> [TASK DIRECTIONS]
Using the listing below, show all lines that hold the word "storage".

> [AVAILABLE DATA]
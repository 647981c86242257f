//! Key-value storage substrate.
//!
//! The durable tier is a flat string-to-string store, the same shape as a
//! browser's local storage. Values are opaque to the substrate.

use crate::error::Result;

/// A synchronous, persistent key-value store.
pub trait KeyValueStore: Send + Sync {
    /// Returns the value stored under `key`, if any.
    fn get_item(&self, key: &str) -> Result<Option<String>>;

    /// Stores `value` under `key`, replacing any previous value in one write.
    fn set_item(&self, key: &str, value: &str) -> Result<()>;

    /// Removes `key`. Removing a missing key is not an error.
    fn remove_item(&self, key: &str) -> Result<()>;

    /// Lists every stored key.
    fn keys(&self) -> Result<Vec<String>>;
}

> [EXERCISE SOLUTION]
//! Key-value storage substrate.
//! browser's local storage. Values are opaque to the substrate.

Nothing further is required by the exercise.